• _Work to be completed_: The first line of the entries below, the line containing "#[derive(Debug, Clone, PartialEq, Eq)]", and every line between them should be repeated exactly, and nothing else.

------------------------------

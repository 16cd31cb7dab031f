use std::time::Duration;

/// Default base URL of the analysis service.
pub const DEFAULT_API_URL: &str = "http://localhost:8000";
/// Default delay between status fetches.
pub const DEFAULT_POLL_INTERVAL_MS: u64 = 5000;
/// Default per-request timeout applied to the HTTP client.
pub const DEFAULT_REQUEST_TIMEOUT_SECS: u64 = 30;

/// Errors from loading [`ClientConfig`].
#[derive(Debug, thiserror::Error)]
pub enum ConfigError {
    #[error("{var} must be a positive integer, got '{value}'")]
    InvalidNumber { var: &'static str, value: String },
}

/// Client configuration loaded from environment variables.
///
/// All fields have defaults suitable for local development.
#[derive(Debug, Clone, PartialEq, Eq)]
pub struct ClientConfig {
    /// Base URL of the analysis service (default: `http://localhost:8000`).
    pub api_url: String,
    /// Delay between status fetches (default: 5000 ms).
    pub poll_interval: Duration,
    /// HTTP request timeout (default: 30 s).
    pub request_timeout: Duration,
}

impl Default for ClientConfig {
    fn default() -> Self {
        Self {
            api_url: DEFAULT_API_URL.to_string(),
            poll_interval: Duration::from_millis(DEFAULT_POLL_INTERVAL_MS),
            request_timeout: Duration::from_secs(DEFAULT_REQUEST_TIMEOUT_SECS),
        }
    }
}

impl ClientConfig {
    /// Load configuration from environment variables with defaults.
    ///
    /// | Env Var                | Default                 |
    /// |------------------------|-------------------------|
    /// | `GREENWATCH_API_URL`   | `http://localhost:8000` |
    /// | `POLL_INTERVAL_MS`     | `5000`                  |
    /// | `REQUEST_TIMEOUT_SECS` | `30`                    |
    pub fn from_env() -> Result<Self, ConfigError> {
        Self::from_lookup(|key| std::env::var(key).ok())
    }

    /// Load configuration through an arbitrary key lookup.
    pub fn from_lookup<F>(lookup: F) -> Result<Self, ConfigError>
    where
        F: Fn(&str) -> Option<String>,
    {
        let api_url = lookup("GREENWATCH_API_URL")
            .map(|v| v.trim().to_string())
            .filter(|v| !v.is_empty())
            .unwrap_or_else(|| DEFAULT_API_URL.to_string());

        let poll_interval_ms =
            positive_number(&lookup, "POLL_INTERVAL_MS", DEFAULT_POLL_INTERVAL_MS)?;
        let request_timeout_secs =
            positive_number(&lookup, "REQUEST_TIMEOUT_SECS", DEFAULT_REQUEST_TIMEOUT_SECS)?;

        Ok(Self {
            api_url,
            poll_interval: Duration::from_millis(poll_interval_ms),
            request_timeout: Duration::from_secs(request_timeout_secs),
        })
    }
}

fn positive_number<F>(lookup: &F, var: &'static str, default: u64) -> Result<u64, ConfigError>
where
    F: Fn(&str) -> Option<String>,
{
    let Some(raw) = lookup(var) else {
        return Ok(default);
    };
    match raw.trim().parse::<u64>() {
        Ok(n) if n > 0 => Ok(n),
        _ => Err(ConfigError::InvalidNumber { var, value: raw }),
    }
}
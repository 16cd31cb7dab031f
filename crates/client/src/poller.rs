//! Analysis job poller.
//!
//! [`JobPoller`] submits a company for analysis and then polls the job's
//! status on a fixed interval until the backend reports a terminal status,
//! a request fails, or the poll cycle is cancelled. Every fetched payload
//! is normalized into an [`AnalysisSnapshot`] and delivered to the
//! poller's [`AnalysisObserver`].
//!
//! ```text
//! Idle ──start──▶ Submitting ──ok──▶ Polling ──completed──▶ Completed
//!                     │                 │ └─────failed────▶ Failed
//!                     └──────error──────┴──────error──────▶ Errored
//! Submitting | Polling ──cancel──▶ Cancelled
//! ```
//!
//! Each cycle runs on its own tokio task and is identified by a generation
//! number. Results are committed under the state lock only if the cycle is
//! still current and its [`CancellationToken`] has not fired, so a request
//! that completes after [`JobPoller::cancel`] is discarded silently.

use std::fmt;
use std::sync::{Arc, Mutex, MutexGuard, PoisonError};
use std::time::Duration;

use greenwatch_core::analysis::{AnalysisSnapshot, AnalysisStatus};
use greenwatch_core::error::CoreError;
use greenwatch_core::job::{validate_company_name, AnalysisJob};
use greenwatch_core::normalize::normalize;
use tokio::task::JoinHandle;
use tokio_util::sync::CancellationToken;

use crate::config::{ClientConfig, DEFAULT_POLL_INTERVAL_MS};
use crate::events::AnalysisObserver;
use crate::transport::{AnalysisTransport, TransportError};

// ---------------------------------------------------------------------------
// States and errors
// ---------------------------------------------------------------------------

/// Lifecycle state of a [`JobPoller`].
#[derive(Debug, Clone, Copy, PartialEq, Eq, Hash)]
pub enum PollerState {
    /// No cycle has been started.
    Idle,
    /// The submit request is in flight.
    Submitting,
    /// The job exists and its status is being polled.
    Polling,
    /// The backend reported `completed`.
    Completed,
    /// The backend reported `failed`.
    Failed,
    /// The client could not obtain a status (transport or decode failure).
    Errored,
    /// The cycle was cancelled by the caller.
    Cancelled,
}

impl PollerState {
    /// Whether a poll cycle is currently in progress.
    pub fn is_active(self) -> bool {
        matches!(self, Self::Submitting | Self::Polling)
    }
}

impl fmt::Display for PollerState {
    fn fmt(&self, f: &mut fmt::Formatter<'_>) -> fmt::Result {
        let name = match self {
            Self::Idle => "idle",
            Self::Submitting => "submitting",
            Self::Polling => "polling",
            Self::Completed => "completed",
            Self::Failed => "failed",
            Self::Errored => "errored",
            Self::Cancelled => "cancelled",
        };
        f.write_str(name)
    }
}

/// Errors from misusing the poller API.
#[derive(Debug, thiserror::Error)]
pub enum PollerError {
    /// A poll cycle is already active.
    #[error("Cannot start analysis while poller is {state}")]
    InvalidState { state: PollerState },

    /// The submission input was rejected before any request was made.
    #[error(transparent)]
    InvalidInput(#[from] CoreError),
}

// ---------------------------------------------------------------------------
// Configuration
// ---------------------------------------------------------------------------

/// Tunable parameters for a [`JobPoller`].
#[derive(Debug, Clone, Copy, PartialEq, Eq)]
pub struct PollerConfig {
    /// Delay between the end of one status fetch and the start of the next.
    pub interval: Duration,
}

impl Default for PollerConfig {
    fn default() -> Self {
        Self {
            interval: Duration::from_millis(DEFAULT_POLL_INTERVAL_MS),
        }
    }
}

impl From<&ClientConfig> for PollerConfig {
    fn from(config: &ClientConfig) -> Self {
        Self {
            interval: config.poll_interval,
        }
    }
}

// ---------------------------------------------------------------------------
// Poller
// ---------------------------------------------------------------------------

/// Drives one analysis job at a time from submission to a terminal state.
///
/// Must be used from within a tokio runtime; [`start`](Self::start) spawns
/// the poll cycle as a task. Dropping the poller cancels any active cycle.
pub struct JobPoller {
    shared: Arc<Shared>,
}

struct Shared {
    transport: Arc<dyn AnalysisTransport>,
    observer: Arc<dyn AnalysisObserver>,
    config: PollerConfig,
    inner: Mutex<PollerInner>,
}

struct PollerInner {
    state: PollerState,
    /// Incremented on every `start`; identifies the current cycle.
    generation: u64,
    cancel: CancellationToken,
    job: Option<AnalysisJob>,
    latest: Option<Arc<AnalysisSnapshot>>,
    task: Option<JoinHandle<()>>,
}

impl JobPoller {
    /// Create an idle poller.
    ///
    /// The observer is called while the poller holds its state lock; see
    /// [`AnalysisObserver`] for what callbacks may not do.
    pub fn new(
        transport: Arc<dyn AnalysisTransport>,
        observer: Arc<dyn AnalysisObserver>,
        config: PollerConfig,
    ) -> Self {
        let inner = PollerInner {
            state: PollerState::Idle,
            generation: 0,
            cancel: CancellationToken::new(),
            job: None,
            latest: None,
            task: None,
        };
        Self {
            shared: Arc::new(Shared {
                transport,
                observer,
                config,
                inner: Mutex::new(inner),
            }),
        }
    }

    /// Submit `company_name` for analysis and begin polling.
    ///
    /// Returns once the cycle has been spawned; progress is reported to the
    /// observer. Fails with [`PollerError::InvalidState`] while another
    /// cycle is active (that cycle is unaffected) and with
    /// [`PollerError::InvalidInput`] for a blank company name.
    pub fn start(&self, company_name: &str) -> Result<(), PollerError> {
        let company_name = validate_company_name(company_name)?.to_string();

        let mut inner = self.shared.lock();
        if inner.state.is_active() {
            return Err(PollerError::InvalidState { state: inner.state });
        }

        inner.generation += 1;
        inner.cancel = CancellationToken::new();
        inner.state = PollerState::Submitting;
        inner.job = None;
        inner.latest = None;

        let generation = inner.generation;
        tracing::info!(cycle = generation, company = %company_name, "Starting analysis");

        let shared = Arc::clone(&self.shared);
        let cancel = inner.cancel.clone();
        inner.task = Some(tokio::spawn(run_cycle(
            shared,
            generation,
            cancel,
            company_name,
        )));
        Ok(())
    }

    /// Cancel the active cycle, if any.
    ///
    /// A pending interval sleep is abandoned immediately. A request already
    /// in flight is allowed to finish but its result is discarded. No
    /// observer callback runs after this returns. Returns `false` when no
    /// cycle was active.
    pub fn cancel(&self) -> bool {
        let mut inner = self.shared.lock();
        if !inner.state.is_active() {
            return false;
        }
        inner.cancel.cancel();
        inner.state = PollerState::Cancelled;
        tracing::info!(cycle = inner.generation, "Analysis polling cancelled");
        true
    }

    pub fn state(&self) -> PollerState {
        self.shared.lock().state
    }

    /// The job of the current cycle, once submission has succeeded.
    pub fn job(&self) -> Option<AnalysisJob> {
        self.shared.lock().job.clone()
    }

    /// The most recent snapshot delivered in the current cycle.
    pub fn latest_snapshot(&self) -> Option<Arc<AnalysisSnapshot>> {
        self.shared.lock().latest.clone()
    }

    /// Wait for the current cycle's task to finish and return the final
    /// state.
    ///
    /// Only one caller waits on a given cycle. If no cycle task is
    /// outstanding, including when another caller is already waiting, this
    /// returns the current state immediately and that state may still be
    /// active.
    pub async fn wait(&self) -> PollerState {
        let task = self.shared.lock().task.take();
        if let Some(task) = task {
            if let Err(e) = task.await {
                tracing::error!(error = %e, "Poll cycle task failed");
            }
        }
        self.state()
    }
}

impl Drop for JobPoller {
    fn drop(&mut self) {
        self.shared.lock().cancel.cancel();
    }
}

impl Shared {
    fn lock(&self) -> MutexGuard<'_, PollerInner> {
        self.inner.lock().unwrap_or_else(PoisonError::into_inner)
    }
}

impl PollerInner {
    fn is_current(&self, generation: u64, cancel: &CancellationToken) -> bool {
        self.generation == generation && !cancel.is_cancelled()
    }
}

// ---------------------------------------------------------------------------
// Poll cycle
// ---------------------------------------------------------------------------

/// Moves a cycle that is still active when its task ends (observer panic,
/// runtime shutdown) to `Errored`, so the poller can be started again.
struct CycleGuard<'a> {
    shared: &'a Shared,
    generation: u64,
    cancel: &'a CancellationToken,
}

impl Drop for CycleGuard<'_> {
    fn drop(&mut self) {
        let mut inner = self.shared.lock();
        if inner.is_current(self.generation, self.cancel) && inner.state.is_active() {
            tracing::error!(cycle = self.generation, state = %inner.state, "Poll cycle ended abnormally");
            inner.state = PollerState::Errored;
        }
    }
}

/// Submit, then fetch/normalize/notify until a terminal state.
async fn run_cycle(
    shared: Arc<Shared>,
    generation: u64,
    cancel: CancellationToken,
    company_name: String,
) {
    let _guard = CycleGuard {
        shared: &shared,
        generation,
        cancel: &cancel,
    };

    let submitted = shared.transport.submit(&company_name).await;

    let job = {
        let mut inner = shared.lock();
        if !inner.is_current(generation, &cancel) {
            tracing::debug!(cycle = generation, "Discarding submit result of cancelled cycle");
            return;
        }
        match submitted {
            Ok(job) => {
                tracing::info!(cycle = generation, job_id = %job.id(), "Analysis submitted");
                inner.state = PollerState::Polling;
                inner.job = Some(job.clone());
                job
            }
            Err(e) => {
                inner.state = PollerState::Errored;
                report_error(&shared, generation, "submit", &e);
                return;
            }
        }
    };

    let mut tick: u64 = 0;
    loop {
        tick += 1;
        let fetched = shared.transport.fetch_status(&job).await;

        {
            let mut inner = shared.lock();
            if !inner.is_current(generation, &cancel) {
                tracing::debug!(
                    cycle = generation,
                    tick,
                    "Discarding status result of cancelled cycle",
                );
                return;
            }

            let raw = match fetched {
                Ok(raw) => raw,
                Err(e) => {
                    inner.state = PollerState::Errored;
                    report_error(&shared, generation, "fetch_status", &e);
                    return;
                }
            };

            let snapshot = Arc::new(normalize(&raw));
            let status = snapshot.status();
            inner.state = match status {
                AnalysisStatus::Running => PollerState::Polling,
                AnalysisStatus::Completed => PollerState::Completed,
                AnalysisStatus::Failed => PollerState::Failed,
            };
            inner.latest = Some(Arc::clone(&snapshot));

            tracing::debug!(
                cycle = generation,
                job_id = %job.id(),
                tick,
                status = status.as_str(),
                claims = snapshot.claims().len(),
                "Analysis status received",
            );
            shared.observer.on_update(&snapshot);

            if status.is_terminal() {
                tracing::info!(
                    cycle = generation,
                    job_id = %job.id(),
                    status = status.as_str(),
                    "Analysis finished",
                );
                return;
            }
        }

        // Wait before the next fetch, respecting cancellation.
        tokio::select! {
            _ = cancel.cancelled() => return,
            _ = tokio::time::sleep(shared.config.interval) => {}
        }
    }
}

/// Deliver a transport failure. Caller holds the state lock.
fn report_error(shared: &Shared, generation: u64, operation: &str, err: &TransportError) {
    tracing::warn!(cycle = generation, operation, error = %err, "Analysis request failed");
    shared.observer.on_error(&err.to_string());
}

------------------------------

• _Response to this task_:
repository 16cd31cb7dab031f
use std::time::Duration;

/// Default base URL of the analysis service.
pub const DEFAULT_API_URL: &str = "http://localhost:8000";
/// Default delay between status fetches.
pub const DEFAULT_POLL_INTERVAL_MS: u64 = 5000;
/// Default per-request timeout applied to the HTTP client.
pub const DEFAULT_REQUEST_TIMEOUT_SECS: u64 = 30;

/// Errors from loading [`ClientConfig`].
#[derive(Debug, thiserror::Error)]
pub enum ConfigError {
    #[error("{var} must be a positive integer, got '{value}'")]
    InvalidNumber { var: &'static str, value: String },
}

/// Client configuration loaded from environment variables.
///
/// All fields have defaults suitable for local development.
#[derive(Debug, Clone, PartialEq, Eq)]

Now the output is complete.